"""

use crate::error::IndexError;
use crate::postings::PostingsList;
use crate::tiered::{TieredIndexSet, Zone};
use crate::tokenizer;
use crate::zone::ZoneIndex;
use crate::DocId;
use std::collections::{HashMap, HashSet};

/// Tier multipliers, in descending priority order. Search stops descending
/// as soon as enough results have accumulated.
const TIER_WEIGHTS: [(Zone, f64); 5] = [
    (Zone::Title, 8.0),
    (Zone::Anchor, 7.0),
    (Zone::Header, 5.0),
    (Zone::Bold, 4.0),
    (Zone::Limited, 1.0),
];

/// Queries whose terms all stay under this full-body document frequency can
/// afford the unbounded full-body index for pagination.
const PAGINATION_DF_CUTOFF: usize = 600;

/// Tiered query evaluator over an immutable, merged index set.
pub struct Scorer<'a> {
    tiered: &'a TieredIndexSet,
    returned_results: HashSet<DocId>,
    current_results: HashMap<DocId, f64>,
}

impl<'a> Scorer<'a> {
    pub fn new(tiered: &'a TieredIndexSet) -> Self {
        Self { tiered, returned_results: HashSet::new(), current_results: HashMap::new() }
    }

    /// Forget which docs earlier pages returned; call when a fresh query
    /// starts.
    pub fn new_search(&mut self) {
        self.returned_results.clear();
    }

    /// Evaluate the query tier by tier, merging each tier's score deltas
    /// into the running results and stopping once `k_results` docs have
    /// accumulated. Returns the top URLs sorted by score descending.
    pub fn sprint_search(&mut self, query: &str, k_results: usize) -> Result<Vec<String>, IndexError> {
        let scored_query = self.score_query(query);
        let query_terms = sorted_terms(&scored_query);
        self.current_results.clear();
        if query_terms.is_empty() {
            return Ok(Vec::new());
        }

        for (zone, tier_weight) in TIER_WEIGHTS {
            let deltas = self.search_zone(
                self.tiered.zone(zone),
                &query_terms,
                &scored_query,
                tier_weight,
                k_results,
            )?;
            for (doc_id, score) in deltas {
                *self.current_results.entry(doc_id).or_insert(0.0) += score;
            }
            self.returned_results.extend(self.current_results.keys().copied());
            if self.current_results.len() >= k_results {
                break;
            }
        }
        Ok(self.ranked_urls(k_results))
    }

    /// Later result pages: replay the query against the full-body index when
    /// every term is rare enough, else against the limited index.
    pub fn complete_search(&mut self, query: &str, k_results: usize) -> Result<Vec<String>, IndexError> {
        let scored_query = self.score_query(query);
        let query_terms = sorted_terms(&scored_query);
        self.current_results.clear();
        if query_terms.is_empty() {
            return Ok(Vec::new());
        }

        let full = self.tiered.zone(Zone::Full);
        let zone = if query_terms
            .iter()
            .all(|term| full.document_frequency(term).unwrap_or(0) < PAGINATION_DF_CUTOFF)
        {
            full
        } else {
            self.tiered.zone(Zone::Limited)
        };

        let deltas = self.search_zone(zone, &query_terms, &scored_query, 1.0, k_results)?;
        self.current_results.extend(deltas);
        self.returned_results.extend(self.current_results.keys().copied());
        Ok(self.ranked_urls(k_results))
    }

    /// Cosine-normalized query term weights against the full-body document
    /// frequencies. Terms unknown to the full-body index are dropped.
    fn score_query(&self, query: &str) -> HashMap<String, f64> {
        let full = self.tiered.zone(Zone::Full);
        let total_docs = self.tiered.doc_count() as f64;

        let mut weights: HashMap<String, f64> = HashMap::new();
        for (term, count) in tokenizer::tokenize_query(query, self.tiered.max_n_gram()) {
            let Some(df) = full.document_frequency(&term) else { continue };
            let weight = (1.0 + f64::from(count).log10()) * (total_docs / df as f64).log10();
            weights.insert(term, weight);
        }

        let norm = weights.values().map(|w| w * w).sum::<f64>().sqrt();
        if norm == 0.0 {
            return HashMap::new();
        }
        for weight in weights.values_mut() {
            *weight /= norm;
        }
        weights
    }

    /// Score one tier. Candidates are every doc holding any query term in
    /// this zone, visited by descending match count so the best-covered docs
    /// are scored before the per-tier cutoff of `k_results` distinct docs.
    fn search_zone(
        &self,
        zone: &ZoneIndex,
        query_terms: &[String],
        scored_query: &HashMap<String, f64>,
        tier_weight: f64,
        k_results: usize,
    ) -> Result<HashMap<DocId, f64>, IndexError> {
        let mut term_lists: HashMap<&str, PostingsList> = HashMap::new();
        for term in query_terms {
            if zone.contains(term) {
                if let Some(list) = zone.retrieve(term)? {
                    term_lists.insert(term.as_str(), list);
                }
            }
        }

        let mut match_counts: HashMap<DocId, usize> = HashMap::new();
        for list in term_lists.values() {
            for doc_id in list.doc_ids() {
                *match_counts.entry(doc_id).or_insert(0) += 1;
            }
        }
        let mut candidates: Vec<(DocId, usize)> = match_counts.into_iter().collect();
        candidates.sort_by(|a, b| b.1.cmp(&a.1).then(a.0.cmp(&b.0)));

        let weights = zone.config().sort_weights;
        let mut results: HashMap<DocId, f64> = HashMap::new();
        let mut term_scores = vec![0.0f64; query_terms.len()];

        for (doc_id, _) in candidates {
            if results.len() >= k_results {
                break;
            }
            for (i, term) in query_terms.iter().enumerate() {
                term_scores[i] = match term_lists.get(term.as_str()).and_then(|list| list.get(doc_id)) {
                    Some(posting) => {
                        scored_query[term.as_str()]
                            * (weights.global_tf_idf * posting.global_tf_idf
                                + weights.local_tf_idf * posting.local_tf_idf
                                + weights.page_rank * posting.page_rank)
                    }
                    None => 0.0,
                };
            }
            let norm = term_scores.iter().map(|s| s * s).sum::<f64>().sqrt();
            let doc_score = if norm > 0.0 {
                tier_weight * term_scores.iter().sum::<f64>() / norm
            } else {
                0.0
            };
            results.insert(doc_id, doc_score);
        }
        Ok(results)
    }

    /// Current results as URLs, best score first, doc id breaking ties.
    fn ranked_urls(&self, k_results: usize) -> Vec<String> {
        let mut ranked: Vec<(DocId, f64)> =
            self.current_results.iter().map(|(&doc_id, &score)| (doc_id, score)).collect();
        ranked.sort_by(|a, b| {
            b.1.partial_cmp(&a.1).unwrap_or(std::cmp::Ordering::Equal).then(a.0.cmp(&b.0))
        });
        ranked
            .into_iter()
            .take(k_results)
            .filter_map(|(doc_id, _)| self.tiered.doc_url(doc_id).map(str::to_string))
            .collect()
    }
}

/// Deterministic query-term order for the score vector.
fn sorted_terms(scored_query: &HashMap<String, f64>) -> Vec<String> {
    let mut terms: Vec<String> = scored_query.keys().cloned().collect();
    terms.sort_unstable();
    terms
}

"""

TASK REQUIREMENTS: The required output is the stretch of entries above from the line containing "weights.local_tf_idf * posting.local_tf_idf" through the line containing "id breaking ties.", reproduced exactly.

EXERCISE SOLUTION:
                                + weights.local_tf_idf * posting.local_tf_idf
                                + weights.page_rank * posting.page_rank)
                    }
                    None => 0.0,
                };
            }
            let norm = term_scores.iter().map(|s| s * s).sum::<f64>().sqrt();
            let doc_score = if norm > 0.0 {
                tier_weight * term_scores.iter().sum::<f64>() / norm
            } else {
                0.0
            };
            results.insert(doc_id, doc_score);
        }
        Ok(results)
    }

    /// Current results as URLs, best score first, doc id breaking ties.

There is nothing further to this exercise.